CPT CODE

CPT Code for GFR: A Comprehensive Guide for Healthcare Professionals

The Glomerular Filtration Rate (GFR) is a critical measure of kidney function, helping clinicians assess how well the kidneys filter waste from the blood. Accurate GFR measurement is essential for diagnosing and managing chronic kidney disease (CKD), determining drug dosages, and evaluating patients before surgeries.

For healthcare providers, understanding the correct Current Procedural Terminology (CPT) codes for GFR testing is crucial for proper billing and reimbursement. This guide explores the CPT code for GFR testing (82565 and 82785), their clinical applications, billing considerations, and best practices for accurate reporting.

CPT Code for GFR

CPT Code for GFR

2. Understanding Glomerular Filtration Rate (GFR)

What Is GFR?

GFR represents the volume of blood filtered by the glomeruli (tiny kidney filters) per minute. A normal GFR is ≥90 mL/min/1.73 m², while values below 60 mL/min/1.73 m² for three months indicate chronic kidney disease (CKD).

Why Is GFR Important?

  • Diagnoses CKD stages (1-5)

  • Guides medication dosing (e.g., metformin, chemotherapy)

  • Evaluates kidney transplant eligibility

How Is GFR Measured?

  • Estimated GFR (eGFR): Calculated using serum creatinine and equations (CKD-EPI, MDRD).

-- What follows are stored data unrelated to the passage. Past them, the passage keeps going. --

//! Render system
//!
//! Ties the frame synchronizer and the render graph together. One `tick`
//! waits for the current frame slot, acquires a swapchain image, updates
//! the slot's uniforms, records every pass and submits/presents. Skipped
//! ticks (stale or minimized surface) record nothing and do not advance the
//! frame number.

use std::sync::Arc;

use crate::config::Config;
use crate::device::{Extent2D, GraphicsDevice, SurfaceProvider};
use crate::error::{Error, Result};
use crate::frame::{FrameStats, FrameStatus, FrameSynchronizer, PresentStatus, SkipReason};
use crate::pass::{FrameData, PassRecorder, SceneProvider, SceneResources, ShaderLibrary, UiOverlay};
use crate::render_graph::{GraphState, MainCameraPass};
use crate::{engine_debug, engine_info};

/// Result of one `tick`
#[derive(Debug, Clone, Copy, PartialEq, Eq)]
pub enum TickOutcome {
    /// A frame was recorded, submitted and handed to presentation
    Presented { frame_slot: usize, image_index: u32 },
    Skipped(SkipReason),
}

pub struct RenderSystem {
    // Field order is drop order: GPU objects before the device
    graph: MainCameraPass,
    synchronizer: FrameSynchronizer,
    device: Box<dyn GraphicsDevice>,
    /// Frames drawn so far
    frame_number: u64,
    shut_down: bool,
}

impl RenderSystem {
    /// Create the swapchain, frame slots and the render graph
    ///
    /// Fails with the graph's error (declaration, unsupported feature,
    /// missing shader) before any frame is recorded.
    pub fn new(
        device: Box<dyn GraphicsDevice>,
        surface: &dyn SurfaceProvider,
        config: Config,
        shaders: Arc<dyn ShaderLibrary>,
        resources: SceneResources,
        ui: Option<Box<dyn UiOverlay>>,
    ) -> Result<Self> {
        config.validate()?;
        let synchronizer = FrameSynchronizer::new(device.as_ref(), surface, &config)?;
        let mut graph = MainCameraPass::new(config, shaders, ui);
        graph.initialize(device.as_ref(), synchronizer.swapchain(), resources)?;

        engine_info!("stellar3d::RenderSystem", "Render system ready");
        Ok(Self { graph, synchronizer, device, frame_number: 0, shut_down: false })
    }

    /// Render and present one frame
    pub fn tick(&mut self, surface: &dyn SurfaceProvider, scene: &dyn SceneProvider) -> Result<TickOutcome> {
        if self.shut_down {
            return Err(Error::InvalidState("tick after shutdown".to_string()));
        }
        let target = match self
            .synchronizer
            .prepare_before_pass(self.device.as_ref(), surface, &mut self.graph)?
        {
            FrameStatus::Ready(target) => target,
            FrameStatus::Skipped(reason) => return Ok(TickOutcome::Skipped(reason)),
        };

        let frame = FrameData {
            frame_slot: target.frame_slot,
            frame_number: self.frame_number,
            camera: scene.camera(),
            light: scene.directional_light(),
            extent: self.graph.extent(),
        };
        self.graph.prepare_pass_data(&frame)?;

        let mut rec = PassRecorder {
            cmd: self.synchronizer.command_list()?,
            scene,
            frame_slot: target.frame_slot,
            frame_number: self.frame_number,
            image_index: target.image_index,
            extent: frame.extent,
        };
        self.graph.draw(&mut rec)?;

        let status = self
            .synchronizer
            .submit_command_buffers(self.device.as_ref(), surface, &mut self.graph)?;
        if status != PresentStatus::Presented {
            engine_debug!("stellar3d::RenderSystem", "Frame {} presented with {:?}", self.frame_number, status);
        }
        self.frame_number += 1;

        Ok(TickOutcome::Presented { frame_slot: target.frame_slot, image_index: target.image_index })
    }

    /// The window was resized; the swapchain is recreated on the next tick
    pub fn notify_resized(&mut self) {
        self.synchronizer.notify_resized();
    }

    /// Record the IBL precompute again on the next frame
    pub fn invalidate_environment(&mut self) {
        self.graph.invalidate_precompute();
    }

    /// Wait for the GPU and release every render graph resource
    ///
    /// Idempotent; also run on drop.
    pub fn shutdown(&mut self) -> Result<()> {
        if self.shut_down {
            return Ok(());
        }
        self.shut_down = true;
        self.synchronizer.wait_all()?;
        self.device.wait_idle()?;
        self.graph.clean();
        engine_info!("stellar3d::RenderSystem", "Shut down after {} frames", self.frame_number);
        Ok(())
    }

    pub fn frame_number(&self) -> u64 {
        self.frame_number
    }

    pub fn stats(&self) -> FrameStats {
        self.synchronizer.stats()
    }

    pub fn extent(&self) -> Extent2D {
        self.synchronizer.extent()
    }

    pub fn graph(&self) -> &MainCameraPass {
        &self.graph
    }

    pub fn graph_state(&self) -> GraphState {
        self.graph.state()
    }

    pub fn synchronizer(&self) -> &FrameSynchronizer {
        &self.synchronizer
    }

    pub fn device(&self) -> &dyn GraphicsDevice {
        self.device.as_ref()
    }
}

impl Drop for RenderSystem {
    fn drop(&mut self) {
        // Errors cannot propagate out of drop; the device is going away anyway
        let _ = self.shutdown();
    }
}

#[cfg(test)]
#[path = "render_system_tests.rs"]
mod tests;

  • Measured GFR (mGFR): Direct measurement using iohexol, inulin, or iothalamate clearance (gold standard).

3. CPT Codes for GFR Testing

Two primary CPT codes are used for GFR testing:

CPT Code Description Usage
82565 Creatinine; blood (for eGFR calculation) Used with CKD-EPI or MDRD equations
82785 GFR measurement via exogenous filtration marker (e.g., iohexol) Direct GFR measurement

When to Use Each Code

  • 82565: Routine eGFR screening (most common).

  • 82785: Required for precise GFR in kidney donors, research, or complex cases.

4. Billing and Reimbursement for GFR Testing

Medicare and Medicaid Guidelines

  • Medicare covers eGFR (82565) once annually for CKD patients.

  • 82785 requires medical necessity documentation.

Private Insurance Policies

  • Most insurers follow Medicare guidelines.

  • Prior authorization may be needed for 82785.

Common Denials & Solutions

  • Denial Reason: “Not medically necessary.”

    • Solution: Attach clinical notes justifying GFR testing.

5. Clinical Applications of GFR Testing

Chronic Kidney Disease (CKD) Staging

CKD Stage GFR Range (mL/min/1.73 m²) Clinical Action
Stage 1 ≥90 Monitor, control risk factors
Stage 2 60-89 Monitor, manage BP/diabetes
Stage 3a 45-59 Nephrology referral if worsening
Stage 3b 30-44 Prepare for possible dialysis
Stage 4 15-29 Plan for renal replacement
Stage 5 <15 Dialysis or transplant needed

Drug Dosage Adjustments

  • Metformin: Avoid if GFR <30.

  • Chemotherapy: Dose reductions often needed for GFR <50.

Pre-Surgical Evaluations

  • Assess kidney function before contrast imaging or major surgery.

6. Comparison of GFR Estimation Methods

Method Accuracy Cost Clinical Use
CKD-EPI (eGFR) Moderate Low Routine screening
Cystatin C High Moderate Confirming CKD
Iohexol Clearance (mGFR) Very High High Research, transplants

7. Step-by-Step Guide to Ordering and Reporting GFR Tests

  1. Determine medical necessity (e.g., CKD, drug monitoring).

  2. Select the correct CPT code (82565 or 82785).

  3. Document clinical rationale in patient records.

  4. Submit claim with supporting documentation.

8. Frequently Asked Questions (FAQs)

Q1: What is the difference between CPT 82565 and 82785?

  • 82565: Estimates GFR via serum creatinine.

  • 82785: Directly measures GFR using an exogenous marker.

Q2: How often should GFR be tested?

  • Annually for CKD patients; more frequently if GFR <60.

Q3: Does Medicare cover GFR testing?

  • Yes, once per year for CKD patients (82565).

9. Conclusion

Accurate GFR testing is vital for kidney disease management, drug dosing, and surgical planning. Proper use of CPT codes 82565 and 82785 ensures correct billing and reimbursement. Clinicians should select the appropriate GFR method based on patient needs and document medical necessity for optimal compliance.